不景気が続いている。株価は9000円前後に落ち込み、円高が進んで為替は84円台に突入した。金融資産は目減りするし、円高は輸出企業に打撃だ。円高も円安もメリット・デメリット両面あるが、外需頼みの日本経済にはデメリットの方が大きそうだ。 印刷会社にとっては用紙代高騰が落ち着くなどのメリットはあるだろう。しかし、円高を嫌って海外に生産拠点を移す顧客企業が増え、印刷受注そのものが減ってしまったら、用紙代が下がっても元も子もない。
二番底なき景気回復はない、という見方もある。株価は当面、底を練るような展開を続けそうだ。円ドルも1995年の79.75円をひとつのメドに、一方では政府・日銀の介入をにらむような神経質な展開になりそうだ。 米FRBはリーマン・ショック時に相当なドルを市場に供給したし、米政府は輸出振興でドル安を容認している。日本政府は政権与党の代表選の行方が不透明なだけでなく、たとえ代表が決まってもねじれ国会が待っている。
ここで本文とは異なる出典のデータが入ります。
//! Adapter and Device lifecycle orchestration: ties the HCI engine,
//! management channel, L2CAP mux, SMP pairing, and GATT client/server
//! crates together behind the Manager/Adapter/Device application surface.

pub mod adapter;
pub mod device;
pub mod error;
pub mod listener;
pub mod manager;

pub use adapter::{Adapter, AdapterHandle};
pub use device::{Device, DeviceDisconnectReason, DeviceRole, DeviceState, ResolvedCharacteristic};
pub use error::HostError;
pub use listener::{AdapterStatusListener, ChangedAdapterSetListener, DiscoveryPolicy};
pub use manager::Manager;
印刷・出版業界でも電子書籍化の行方を計りきれないし、業界内外を見渡してもどうにも方向感を持つことが難しい状況だ。
ところが、すべての印刷会社が悪いかというと、そうでもない。残念ながら個別の事例を挙げることは差し控えるが、各方面と情報交換していると、「○○は調子がいい」、「××は21世紀の最高益らしい」といった話が聞こえてくる。 そういった会社の共通項を考えてみたい。 ・社長がきょろきょろしている。 ・他社にない製品や手法を持っていて、それらに自信を持っている。 ・売りたいものが明確で、それを売るためのセールスツールやトークが確立されている。 ・従業員のモチベーションアップがうまい。 ・無理難題を吹っかけてきた顧客との取引を切った話を嬉しそうにする。 最近聞いた3社の話の共通項はだいたいこんな感じだ。必ずしもすべて3社に共通しているわけではないが。
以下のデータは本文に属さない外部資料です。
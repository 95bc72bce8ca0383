//! Management channel: adapter power/name/secure-connections/default
//! connection parameters and long-term-key/IRK/link-key upload, bound to
//! the control channel rather than one adapter's raw HCI channel.

pub mod channel;
pub mod error;
pub mod frame;
pub mod opcodes;
pub mod types;

pub use channel::{ManagementChannel, ManagementSocket, ManagementSocketHandle};
pub use error::{ManagementError, ManagementInternalError};
pub use frame::{CommandFrame, EventFrame};
pub use types::{AutoConnectPolicy, DefaultConnParams, IdentityResolvingKey, LinkKey, LongTermKey, SecureConnectionsMode};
(1)きょろきょろとは、社長が常に好奇心いっぱいであちこちにアンテナを張り巡らしていて、いろいろな試行錯誤をしているという意味だ。試行錯誤というくらいで、ダメなときの撤退は早い。 (2)(3)独自の製品や手法などを持っていて、社員に売り方、話し方まで細かく指導し、共有していることが多い。 (4)褒めたり、報奨金もあるが、残業者に弁当を出したり、従業員の話や悩みを聞いたり、地道なところで従業員に気を配っている。 (5)顧客の要望にどこまで応えるかだが、社員の疲弊を考えた、値上げを飲んでもらえなかった、という話である。自信の裏返しであろう。
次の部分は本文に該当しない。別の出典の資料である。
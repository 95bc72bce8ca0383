//! Adapter lifecycle: the management-channel power/config sequence, LE scan
//! and advertising driving, and the HCI event loop that turns connection
//! and advertising-report events into `Device` state transitions and
//! listener fan-out.

use std::collections::HashMap;
use std::path::PathBuf;
use std::sync::atomic::{AtomicBool, Ordering};
use std::sync::{Arc, Mutex};

use ble_gatt::GattServer;
use ble_hci::{HciEngine, HciEngineHandle};
use ble_l2cap::L2capMux;
use ble_mgmt::{DefaultConnParams, ManagementChannel, ManagementSocket, ManagementSocketHandle, SecureConnectionsMode};
use ble_octets::Writer;
use ble_shared::addr::{Address, AddressType};
use ble_shared::listener::ListenerList;
use ble_shared::shutdown::Shutdown;
use tokio::sync::{mpsc, oneshot};

use crate::device::{Device, DeviceDisconnectReason, DeviceRole, DeviceState};
use crate::error::HostError;
use crate::listener::{AdapterStatusListener, DiscoveryPolicy};

const LE_META_CONNECTION_COMPLETE_SUBEVENT: u8 = 0x01;
const LE_META_ADVERTISING_REPORT_SUBEVENT: u8 = 0x02;
const EVT_DISCONNECTION_COMPLETE: u8 = 0x05;

/// LE controller event bits this stack relies on: connection complete,
/// advertising report, long term key request, connection update complete.
const LE_EVENT_MASK: u64 = 0x0000_0000_0000_001F;

pub struct Adapter {
    dev_id: u16,
    local_address: (Address, AddressType),
    hci: Arc<HciEngine>,
    mgmt: Arc<ManagementSocket>,
    mux: Arc<L2capMux>,
    devices: Mutex<HashMap<Address, Arc<Device>>>,
    listeners: Arc<ListenerList<dyn AdapterStatusListener>>,
    discovery_policy: Mutex<DiscoveryPolicy>,
    discovering: AtomicBool,
    powered: AtomicBool,
    advertising: AtomicBool,
    gatt_server: Mutex<Option<Arc<GattServer>>>,
    pending_connections: Mutex<HashMap<Address, oneshot::Sender<Result<Arc<Device>, HostError>>>>,
    key_dir: PathBuf,
    shutdown: Shutdown,
}

pub struct AdapterHandle {
    _hci_handle: HciEngineHandle,
    _mgmt_handle: ManagementSocketHandle,
    _shutdown_complete_rx: mpsc::Receiver<()>,
}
景気もメディアも大きな節目の変革期にあって、先行きは誰にもわからない。しかし、時代は変わっても、気の利く、困りごとの相談に乗る、顧客より、競合他社より半歩先を行って役に立つ、といったビジネスの根本は変わらない。 皆で知恵を出し、想像力をたくましく、できるだけ多くの情報をもとに将来を考えるのは素晴らしい時間だ。きょろきょろ状況を眺めておいて、時代が変わるときにきっと生まれるチャンスを逃さず捕まえるようにしたい。